## Source data
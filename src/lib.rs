// SPDX-License-Identifier: MPL-2.0
//! `image_browser` is an embeddable image-browsing overlay controller.
//!
//! It owns everything behind a gallery overlay (selection with wraparound,
//! panels and layouts, an automated slideshow, keyboard/wheel/swipe input)
//! and talks to the hosting platform only through the ports in
//! [`application::port`]. Rendering is left to the host, which reads
//! localized view models from [`browser::view_model`].

#![doc(html_root_url = "https://docs.rs/image_browser/0.1.0")]

pub mod application;
pub mod browser;
pub mod config;
pub mod domain;
pub mod error;
pub mod i18n;
pub mod infrastructure;
pub mod notifications;
// SPDX-License-Identifier: MPL-2.0
//! Internationalization (i18n) support for the browser.
//!
//! Every user-visible string of the view models goes through Fluent.
//!
//! # Features
//!
//! - Locale resolution from CLI, config, or system settings
//! - Translation files embedded at compile time
//! - Runtime language switching
//! - `MISSING: <key>` for keys absent from the active bundle

pub mod fluent;

pub use fluent::I18n;
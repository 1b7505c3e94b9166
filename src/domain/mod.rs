// SPDX-License-Identifier: MPL-2.0
//! Domain layer - Core types with ZERO external dependencies.
//!
//! This module contains pure domain types, value objects, and rules.
//! It has no dependencies on external crates (except `std`) to ensure
//! testability and architectural purity.
//!
//! # Modules
//!
//! - [`gallery`]: The caller's image collection ([`Image`](gallery::Image),
//!   [`Gallery`](gallery::Gallery), [`ImageId`](gallery::ImageId))
//! - [`ui`]: UI value objects ([`SlideshowInterval`](ui::newtypes::SlideshowInterval),
//!   [`SwipeThreshold`](ui::newtypes::SwipeThreshold))

pub mod gallery;
pub mod ui;
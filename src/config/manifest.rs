// SPDX-License-Identifier: MPL-2.0
//! Gallery manifest files.
//!
//! A manifest lists the images of one gallery in display order:
//!
//! ```toml
//! [[images]]
//! url = "https://example.org/harbour.jpg"
//! title = "Harbour"
//! author = "A. Painter"
//!
//! [[images]]
//! url = "https://example.org/dunes.jpg"
//! ```

use crate::domain::gallery::Image;
use crate::error::Result;
use serde::{Deserialize, Serialize};
use std::fs;
use std::path::Path;

#[derive(Debug, Default, Serialize, Deserialize)]
struct Manifest {
    #[serde(default)]
    images: Vec<ImageEntry>,
}

#[derive(Debug, Serialize, Deserialize)]
struct ImageEntry {
    url: String,
    #[serde(default, skip_serializing_if = "Option::is_none")]
    title: Option<String>,
    #[serde(default, skip_serializing_if = "Option::is_none")]
    description: Option<String>,
    #[serde(default, skip_serializing_if = "Option::is_none")]
    date: Option<String>,
    #[serde(default, skip_serializing_if = "Option::is_none")]
    location: Option<String>,
    #[serde(default, skip_serializing_if = "Option::is_none")]
    author: Option<String>,
}

impl From<ImageEntry> for Image {
    fn from(entry: ImageEntry) -> Self {
        Image {
            url: entry.url,
            title: entry.title,
            description: entry.description,
            date: entry.date,
            location: entry.location,
            author: entry.author,
        }
    }
}

impl From<&Image> for ImageEntry {
    fn from(image: &Image) -> Self {
        ImageEntry {
            url: image.url.clone(),
            title: image.title.clone(),
            description: image.description.clone(),
            date: image.date.clone(),
            location: image.location.clone(),
            author: image.author.clone(),
        }
    }
}

/// Parses manifest text into images, keeping their order.
///
/// An empty `images` list is valid here; the browser refuses to open it.
///
/// # Errors
///
/// Returns [`crate::error::Error::Config`] when the text is not a valid manifest.
pub fn parse(content: &str) -> Result<Vec<Image>> {
    let manifest: Manifest = toml::from_str(content)?;
    Ok(manifest.images.into_iter().map(Image::from).collect())
}

/// Reads a manifest file.
///
/// # Errors
///
/// Returns an error if the file cannot be read or parsed.
pub fn load_from_path(path: &Path) -> Result<Vec<Image>> {
    let content = fs::read_to_string(path)?;
    parse(&content)
}

/// Writes images as a manifest file, creating parent directories.
///
/// # Errors
///
/// Returns an error if serialization or writing fails.
pub fn save_to_path(images: &[Image], path: &Path) -> Result<()> {
    if let Some(parent) = path.parent() {
        fs::create_dir_all(parent)?;
    }
    let manifest = Manifest {
        images: images.iter().map(ImageEntry::from).collect(),
    };
    fs::write(path, toml::to_string_pretty(&manifest)?)?;
    Ok(())
}

#[cfg(test)]
mod tests {
    use super::*;
    use crate::error::Error;
    use tempfile::tempdir;

    #[test]
    fn parse_keeps_order_and_optional_fields() {
        let images = parse(
            r#"
            [[images]]
            url = "a.jpg"
            title = "A"
            author = "Ann"

            [[images]]
            url = "b.jpg"
            "#,
        )
        .expect("valid manifest");

        assert_eq!(images.len(), 2);
        assert_eq!(images[0].title.as_deref(), Some("A"));
        assert_eq!(images[0].author.as_deref(), Some("Ann"));
        assert_eq!(images[1].url, "b.jpg");
        assert!(images[1].title.is_none());
    }

    #[test]
    fn empty_manifest_parses_to_no_images() {
        assert!(parse("").expect("valid manifest").is_empty());
    }

    #[test]
    fn missing_url_is_a_config_error() {
        let result = parse("[[images]]\ntitle = \"no url\"\n");
        assert!(matches!(result, Err(Error::Config(_))));
    }

    #[test]
    fn save_then_load_returns_same_images() {
        let images = vec![
            Image::new("one.png").with_title("One").with_location("Lisbon"),
            Image::new("two.png").with_date("2019-05-01"),
        ];
        let temp_dir = tempdir().expect("failed to create temp dir");
        let path = temp_dir.path().join("galleries").join("trip.toml");

        save_to_path(&images, &path).expect("save should succeed");
        assert_eq!(load_from_path(&path).expect("load should succeed"), images);
    }
}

## Exercise requirements
Could you reproduce every record exactly as shown above?

## Reply to the task
filename src/lib.rs
// SPDX-License-Identifier: MPL-2.0
//! `image_browser` is an embeddable image-browsing overlay controller.
//!
//! It owns everything behind a gallery overlay (selection with wraparound,
//! panels and layouts, an automated slideshow, keyboard/wheel/swipe input)
//! and talks to the hosting platform only through the ports in
//! [`application::port`]. Rendering is left to the host, which reads
//! localized view models from [`browser::view_model`].

#![doc(html_root_url = "https://docs.rs/image_browser/0.1.0")]

pub mod application;
pub mod browser;
pub mod config;
pub mod domain;
pub mod error;
pub mod i18n;
pub mod infrastructure;
pub mod notifications;
// SPDX-License-Identifier: MPL-2.0
//! Internationalization (i18n) support for the browser.
//!
//! Every user-visible string of the view models goes through Fluent.
//!
//! # Features
//!
//! - Locale resolution from CLI, config, or system settings
//! - Translation files embedded at compile time
//! - Runtime language switching
//! - `MISSING: <key>` for keys absent from the active bundle

pub mod fluent;

pub use fluent::I18n;
repository 1b7505c3e94b9166
filename src/domain/mod.rs
// SPDX-License-Identifier: MPL-2.0
//! Domain layer - Core types with ZERO external dependencies.
//!
//! This module contains pure domain types, value objects, and rules.
//! It has no dependencies on external crates (except `std`) to ensure
//! testability and architectural purity.
//!
//! # Modules
//!
//! - [`gallery`]: The caller's image collection ([`Image`](gallery::Image),
//!   [`Gallery`](gallery::Gallery), [`ImageId`](gallery::ImageId))
//! - [`ui`]: UI value objects ([`SlideshowInterval`](ui::newtypes::SlideshowInterval),
//!   [`SwipeThreshold`](ui::newtypes::SwipeThreshold))

pub mod gallery;
pub mod ui;
filename src/config/manifest.rs
// SPDX-License-Identifier: MPL-2.0
//! Gallery manifest files.
//!
//! A manifest lists the images of one gallery in display order:
//!
//! ```toml
//! [[images]]
//! url = "https://example.org/harbour.jpg"
//! title = "Harbour"
//! author = "A. Painter"
//!
//! [[images]]
//! url = "https://example.org/dunes.jpg"
//! ```

use crate::domain::gallery::Image;
use crate::error::Result;
use serde::{Deserialize, Serialize};
use std::fs;
use std::path::Path;

#[derive(Debug, Default, Serialize, Deserialize)]
struct Manifest {
    #[serde(default)]
    images: Vec<ImageEntry>,
}

#[derive(Debug, Serialize, Deserialize)]
struct ImageEntry {
    url: String,
    #[serde(default, skip_serializing_if = "Option::is_none")]
    title: Option<String>,
    #[serde(default, skip_serializing_if = "Option::is_none")]
    description: Option<String>,
    #[serde(default, skip_serializing_if = "Option::is_none")]
    date: Option<String>,
    #[serde(default, skip_serializing_if = "Option::is_none")]
    location: Option<String>,
    #[serde(default, skip_serializing_if = "Option::is_none")]
    author: Option<String>,
}

impl From<ImageEntry> for Image {
    fn from(entry: ImageEntry) -> Self {
        Image {
            url: entry.url,
            title: entry.title,
            description: entry.description,
            date: entry.date,
            location: entry.location,
            author: entry.author,
        }
    }
}

impl From<&Image> for ImageEntry {
    fn from(image: &Image) -> Self {
        ImageEntry {
            url: image.url.clone(),
            title: image.title.clone(),
            description: image.description.clone(),
            date: image.date.clone(),
            location: image.location.clone(),
            author: image.author.clone(),
        }
    }
}

/// Parses manifest text into images, keeping their order.
///
/// An empty `images` list is valid here; the browser refuses to open it.
///
/// # Errors
///
/// Returns [`crate::error::Error::Config`] when the text is not a valid manifest.
pub fn parse(content: &str) -> Result<Vec<Image>> {
    let manifest: Manifest = toml::from_str(content)?;
    Ok(manifest.images.into_iter().map(Image::from).collect())
}

/// Reads a manifest file.
///
/// # Errors
///
/// Returns an error if the file cannot be read or parsed.
pub fn load_from_path(path: &Path) -> Result<Vec<Image>> {
    let content = fs::read_to_string(path)?;
    parse(&content)
}

/// Writes images as a manifest file, creating parent directories.
///
/// # Errors
///
/// Returns an error if serialization or writing fails.
pub fn save_to_path(images: &[Image], path: &Path) -> Result<()> {
    if let Some(parent) = path.parent() {
        fs::create_dir_all(parent)?;
    }
    let manifest = Manifest {
        images: images.iter().map(ImageEntry::from).collect(),
    };
    fs::write(path, toml::to_string_pretty(&manifest)?)?;
    Ok(())
}

#[cfg(test)]
mod tests {
    use super::*;
    use crate::error::Error;
    use tempfile::tempdir;

    #[test]
    fn parse_keeps_order_and_optional_fields() {
        let images = parse(
            r#"
            [[images]]
            url = "a.jpg"
            title = "A"
            author = "Ann"

            [[images]]
            url = "b.jpg"
            "#,
        )
        .expect("valid manifest");

        assert_eq!(images.len(), 2);
        assert_eq!(images[0].title.as_deref(), Some("A"));
        assert_eq!(images[0].author.as_deref(), Some("Ann"));
        assert_eq!(images[1].url, "b.jpg");
        assert!(images[1].title.is_none());
    }

    #[test]
    fn empty_manifest_parses_to_no_images() {
        assert!(parse("").expect("valid manifest").is_empty());
    }

    #[test]
    fn missing_url_is_a_config_error() {
        let result = parse("[[images]]\ntitle = \"no url\"\n");
        assert!(matches!(result, Err(Error::Config(_))));
    }

    #[test]
    fn save_then_load_returns_same_images() {
        let images = vec![
            Image::new("one.png").with_title("One").with_location("Lisbon"),
            Image::new("two.png").with_date("2019-05-01"),
        ];
        let temp_dir = tempdir().expect("failed to create temp dir");
        let path = temp_dir.path().join("galleries").join("trip.toml");

        save_to_path(&images, &path).expect("save should succeed");
        assert_eq!(load_from_path(&path).expect("load should succeed"), images);
    }
}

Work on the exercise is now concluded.